INSTRUCTIONS FOR THE TASK
Please reproduce, exactly and with nothing else, every line from the one containing "Some(raw) => raw" through the last line of the records below.

INPUT DATA
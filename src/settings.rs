//! Run settings loaded from environment variables.
//!
//! | Variable | Default |
//! |---|---|
//! | `GROUPING_PEOPLE` | 24 |
//! | `GROUPING_GROUP_SIZE` | 6 |
//! | `GROUPING_DAYS` | 6 |
//! | `GROUPING_REPEATS` | 2 |
//! | `GROUPING_VERBOSE` | true |
//! | `GROUPING_TIME_LIMIT_SECS` | none |
//! | `GROUPING_THREADS` | backend default |
//! | `GROUPING_SEED` | backend default |
//! | `RUST_LOG` | info |

use std::str::FromStr;
use std::time::Duration;

use crate::error::ConfigError;
use crate::grouping::GroupingConfig;
use crate::ilp::SolverConfig;

/// Everything a single run needs.
#[derive(Debug, Clone, PartialEq)]
pub struct Settings {
    pub grouping: GroupingConfig,
    pub solver: SolverConfig,
    pub rust_log: String,
}

impl Settings {
    /// Loads `.env` if present, then reads the process environment.
    pub fn from_env() -> Result<Self, ConfigError> {
        dotenvy::dotenv().ok(); // a missing .env is fine
        Self::from_lookup(|key| std::env::var(key).ok())
    }

    /// Builds settings from an arbitrary key lookup.
    ///
    /// Unset keys take their defaults. Set keys that do not parse fail with
    /// [`ConfigError::InvalidEnv`]. The grouping parameters are validated.
    pub fn from_lookup<F>(lookup: F) -> Result<Self, ConfigError>
    where
        F: Fn(&str) -> Option<String>,
    {
        let defaults = GroupingConfig::default();
        let grouping = GroupingConfig::new(
            parse_or(&lookup, "GROUPING_PEOPLE", defaults.num_people)?,
            parse_or(&lookup, "GROUPING_GROUP_SIZE", defaults.group_size)?,
            parse_or(&lookup, "GROUPING_DAYS", defaults.num_days)?,
            parse_or(&lookup, "GROUPING_REPEATS", defaults.repeats_allowed)?,
        );
        grouping.validate()?;

        let mut solver = SolverConfig::default()
            .with_verbose(parse_or(&lookup, "GROUPING_VERBOSE", true)?);
        if let Some(secs) = parse_opt::<f64, _>(&lookup, "GROUPING_TIME_LIMIT_SECS")? {
            let limit = Duration::try_from_secs_f64(secs).map_err(|_| ConfigError::InvalidEnv {
                key: "GROUPING_TIME_LIMIT_SECS".into(),
                value: secs.to_string(),
            })?;
            solver = solver.with_time_limit(limit);
        }
        if let Some(threads) = parse_opt(&lookup, "GROUPING_THREADS")? {
            solver = solver.with_threads(threads);
        }
        if let Some(seed) = parse_opt(&lookup, "GROUPING_SEED")? {
            solver = solver.with_seed(seed);
        }

        Ok(Self {
            grouping,
            solver,
            rust_log: lookup("RUST_LOG").unwrap_or_else(|| "info".to_string()),
        })
    }
}

fn parse_opt<T, F>(lookup: &F, key: &str) -> Result<Option<T>, ConfigError>
where
    T: FromStr,
    F: Fn(&str) -> Option<String>,
{
    match lookup(key) {
        None => Ok(None),
        Some(raw) => raw
            .trim()
            .parse()
            .map(Some)
            .map_err(|_| ConfigError::InvalidEnv {
                key: key.to_string(),
                value: raw,
            }),
    }
}

fn parse_or<T, F>(lookup: &F, key: &str, default: T) -> Result<T, ConfigError>
where
    T: FromStr,
    F: Fn(&str) -> Option<String>,
{
    Ok(parse_opt(lookup, key)?.unwrap_or(default))
}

RESPONSE BOX
        Some(raw) => raw
            .trim()
            .parse()
            .map(Some)
            .map_err(|_| ConfigError::InvalidEnv {
                key: key.to_string(),
                value: raw,
            }),
    }
}

fn parse_or<T, F>(lookup: &F, key: &str, default: T) -> Result<T, ConfigError>
where
    T: FromStr,
    F: Fn(&str) -> Option<String>,
{
    Ok(parse_opt(lookup, key)?.unwrap_or(default))
}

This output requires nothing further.